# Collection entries
········

impl TransfersContainer {
    pub fn new(
        currency: Arc<Currency>,
        transaction_spendable_age: u32,
        safe_transaction_spendable_age: u32,
    ) -> Self {
        Self {
            currency,
            transaction_spendable_age,
            safe_transaction_spendable_age,
            state: Mutex::new(State::default()),
        }
    }

    /// Container using the currency's default spendable ages.
    pub fn with_default_ages(currency: Arc<Currency>) -> Self {
        let age = currency.transaction_spendable_age;
        let safe_age = currency.safe_transaction_spendable_age;
        Self::new(currency, age, safe_age)
    }

    pub fn currency(&self) -> &Currency {
        &self.currency
    }

    pub fn transaction_spendable_age(&self) -> u32 {
        self.transaction_spendable_age
    }

    pub fn safe_transaction_spendable_age(&self) -> u32 {
        self.safe_transaction_spendable_age
    }

    // Every mutation validates before applying, so state behind a poisoned
    // lock is still whole.
    fn lock(&self) -> MutexGuard<'_, State> {
        self.state.lock().unwrap_or_else(PoisonError::into_inner)
    }

    // ─── Mutations ──────────────────────────────────────────────────────────

    /// Record a transaction and the outputs of it that belong to the account,
    /// and move outputs it spends to the spent table.
    ///
    /// Returns `Ok(false)` when nothing new was recorded: the transaction is
    /// already known with the same outputs, or it neither pays nor spends
    /// this account.
    pub fn submit_transaction<R: TransactionReader + ?Sized>(
        &self,
        block: &TransactionBlockInfo,
        tx: &R,
        outputs: &[RelevantOutput],
    ) -> Result<bool, TransfersError> {
        self.lock().submit(block, tx, outputs)
    }

    /// Promote an unconfirmed transaction, assigning `global_indices` to its
    /// waiting outputs in the order they were supplied.
    ///
    /// `Ok(false)` if the hash is unknown or already confirmed.
    pub fn confirm_transaction(
        &self,
        block: &TransactionBlockInfo,
        hash: &Hash,
        global_indices: &[u32],
    ) -> Result<bool, TransfersError> {
        self.lock().confirm(block, hash, global_indices)
    }

    pub fn delete_unconfirmed_transaction(&self, hash: &Hash) -> bool {
        self.lock().delete_unconfirmed(hash)
    }

    /// Undo everything at or above `height`. Returns the removed
    /// transactions, still-unconfirmed dependents first.
    pub fn rollback(&self, height: u32) -> Vec<Hash> {
        self.lock().rollback(height)
    }

    /// Move the current height forward. Returns false (and changes nothing)
    /// if `height` is below the current height.
    pub fn advance_height(&self, height: u32) -> bool {
        let mut state = self.lock();
        if height < state.current_height {
            return false;
        }
        state.current_height = height;
        true
    }

    /// Like [`advance_height`](Self::advance_height), also recording the
    /// block timestamp used to estimate chain time.
    pub fn advance_to_block(&self, height: u32, timestamp: u64) -> bool {
        let mut state = self.lock();
        if height < state.current_height {
            return false;
        }
        state.current_height = height;
        state.note_block(height, timestamp);
        true
    }

    /// Mark a known transaction safe. Idempotent; false for unknown hashes.
    pub fn mark_transaction_safe(&self, hash: &Hash) -> bool {
        let mut state = self.lock();
        if !state.transactions.contains_key(hash) {
            return false;
        }
        state.safe.insert(*hash);
        true
    }

    pub fn clear(&self) {
        *self.lock() = State::default();
    }

    // ─── Queries ────────────────────────────────────────────────────────────

    pub fn current_height(&self) -> u32 {
        self.lock().current_height
    }

    pub fn transfer_count(&self) -> usize {
        let state = self.lock();
        state.unconfirmed.len() + state.available.len() + state.spent.len()
    }

    pub fn transaction_count(&self) -> usize {
        self.lock().transactions.len()
    }

    /// Visible records matching `flags`. With `safe` set, lock state is
    /// evaluated with the safe spendable age unless the owning transaction
    /// is marked safe.
    fn matching<'s>(&self, state: &'s State, flags: TransferFlags, safe: bool) -> Vec<&'s OutputRecord> {
        let chain_time = state.chain_time(&self.currency);
        let age_of = |rec: &OutputRecord| {
            let age = if safe && !state.safe.contains(&rec.transaction_hash) {
                self.safe_transaction_spendable_age
            } else {
                self.transaction_spendable_age
            };
            let coinbase = state
                .transactions
                .get(&rec.transaction_hash)
                .is_some_and(|tx| tx.coinbase);
            if coinbase {
                age.max(self.currency.mined_money_unlock_window)
            } else {
                age
            }
        };
        let included = |rec: &OutputRecord, state_flag: TransferFlags| {
            rec.visible
                && flags.contains(TransferFlags::for_output_type(rec.output_type()))
                && flags.contains(state_flag)
        };

        let mut out = Vec::new();
        for (_, rec) in state.available.iter() {
            let unlocked = self.currency.is_output_unlocked(
                rec.unlock_time,
                rec.block.height,
                age_of(rec),
                state.current_height,
                chain_time,
            );
            let state_flag = if unlocked {
                TransferFlags::STATE_UNLOCKED
            } else {
                TransferFlags::STATE_LOCKED
            };
            if included(rec, state_flag) {
                out.push(rec);
            }
        }
        for (_, rec) in state.unconfirmed.iter() {
            if included(rec, TransferFlags::STATE_UNCONFIRMED) {
                out.push(rec);
            }
        }
        for (_, spent) in state.spent.iter() {
            if included(&spent.output, TransferFlags::STATE_SPENT) {
                out.push(&spent.output);
            }
        }
        out
    }

    pub fn balance(&self, flags: TransferFlags) -> u64 {
        let state = self.lock();
        self.matching(&state, flags, false)
            .iter()
            .fold(0u64, |acc, r| acc.saturating_add(r.amount))
    }

    pub fn list_outputs(&self, flags: TransferFlags) -> Vec<OutputRecord> {
        let state = self.lock();
        self.matching(&state, flags, false)
            .into_iter()
            .cloned()
            .collect()
    }

    /// [`balance`](Self::balance) evaluated with the safe spendable age.
    pub fn safe_balance(&self, flags: TransferFlags) -> u64 {
        let state = self.lock();
        self.matching(&state, flags, true)
            .iter()
            .fold(0u64, |acc, r| acc.saturating_add(r.amount))
    }

    pub fn safe_outputs(&self, flags: TransferFlags) -> Vec<OutputRecord> {
        let state = self.lock();
        self.matching(&state, flags, true)
            .into_iter()
            .cloned()
            .collect()
    }

    pub fn transaction_info(&self, hash: &Hash) -> Option<TransactionDetails> {
        let state = self.lock();
        let info = state.transactions.get(hash)?.clone();
        let amount_out = state
            .outputs_of(hash)
            .iter()
            .fold(0u64, |acc, (_, _, r)| acc.saturating_add(r.amount));
        let amount_in = state
            .spent
            .ids_by_spending_transaction(hash)
            .into_iter()
            .filter_map(|id| state.spent.get(id))
            .fold(0u64, |acc, s| acc.saturating_add(s.output.amount));
        Some(TransactionDetails {
            info,
            amount_in,
            amount_out,
        })
    }

    /// All known transactions in chain order, unconfirmed last.
    pub fn transactions(&self) -> Vec<TransactionInformation> {
        self.lock().to_snapshot().transactions
    }

    pub fn transaction_outputs(&self, hash: &Hash, flags: TransferFlags) -> Vec<OutputRecord> {
        let state = self.lock();
        self.matching(&state, flags, false)
            .into_iter()
            .filter(|r| r.transaction_hash == *hash)
            .cloned()
            .collect()
    }

    /// Outputs spent by `hash`, filtered by the kind bits of `flags`.
    pub fn transaction_inputs(&self, hash: &Hash, flags: TransferFlags) -> Vec<SpentOutputRecord> {
        let state = self.lock();
        state
            .spent
            .ids_by_spending_transaction(hash)
            .into_iter()
            .filter_map(|id| state.spent.get(id))
            .filter(|s| flags.contains(TransferFlags::for_output_type(s.output.output_type())))
            .cloned()
            .collect()
    }

    pub fn unconfirmed_transactions(&self) -> Vec<Hash> {
        self.lock()
            .heights
            .get(&UNCONFIRMED_TRANSACTION_HEIGHT)
            .map(|hashes| hashes.iter().copied().collect())
            .unwrap_or_default()
    }

    pub fn spent_outputs(&self) -> Vec<SpentOutputRecord> {
        self.lock().spent.iter().map(|(_, s)| s.clone()).collect()
    }

    /// Hashes marked safe, ascending.
    pub fn safe_transactions(&self) -> Vec<Hash> {
        self.lock().safe.iter().copied().collect()
    }

    /// Verify every structural invariant of the index.
    pub fn check_invariants(&self) -> Result<(), TransfersError> {
        self.lock().check().map_err(TransfersError::Unreconcilable)
    }

    // ─── Persistence ────────────────────────────────────────────────────────

    pub fn snapshot(&self) -> Snapshot {
        self.lock().to_snapshot()
    }

    pub fn to_bytes(&self) -> Vec<u8> {
        snapshot::encode(&self.lock().to_snapshot())
    }

    pub fn save<W: Write>(&self, writer: &mut W) -> Result<(), TransfersError> {
        let state = self.lock();
        writer.write_all(&snapshot::encode(&state.to_snapshot()))?;
        writer.flush()?;
        Ok(())
    }

    /// Replace the contents with a snapshot, repairing what can be repaired.
    /// On failure the container is left empty.
    pub fn load<R: Read>(&self, reader: &mut R) -> Result<RepairReport, TransfersError> {
        let mut state = self.lock();
        let mut data = Vec::new();
        if let Err(e) = reader.read_to_end(&mut data) {
            *state = State::default();
            return Err(e.into());
        }
        state.restore(&data)
    }

    pub fn load_bytes(&self, data: &[u8]) -> Result<RepairReport, TransfersError> {
        self.lock().restore(data)
    }
}

impl std::fmt::Debug for TransfersContainer {
    fn fmt(&self, f: &mut std::fmt::Formatter<'_>) -> std::fmt::Result {
        let state = self.lock();
        f.debug_struct("TransfersContainer")
            .field("current_height", &state.current_height)
            .field("transactions", &state.transactions.len())
            .field("unconfirmed", &state.unconfirmed.len())
            .field("available", &state.available.len())
            .field("spent", &state.spent.len())
            .finish()
    }
}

········

# What is being asked
What lines in the entries above include the string "Result"? Return each one.

# Task solution
    ) -> Result<bool, TransfersError> {
    ) -> Result<bool, TransfersError> {
    pub fn check_invariants(&self) -> Result<(), TransfersError> {
    pub fn save<W: Write>(&self, writer: &mut W) -> Result<(), TransfersError> {
    pub fn load<R: Read>(&self, reader: &mut R) -> Result<RepairReport, TransfersError> {
    pub fn load_bytes(&self, data: &[u8]) -> Result<RepairReport, TransfersError> {
    fn fmt(&self, f: &mut std::fmt::Formatter<'_>) -> std::fmt::Result {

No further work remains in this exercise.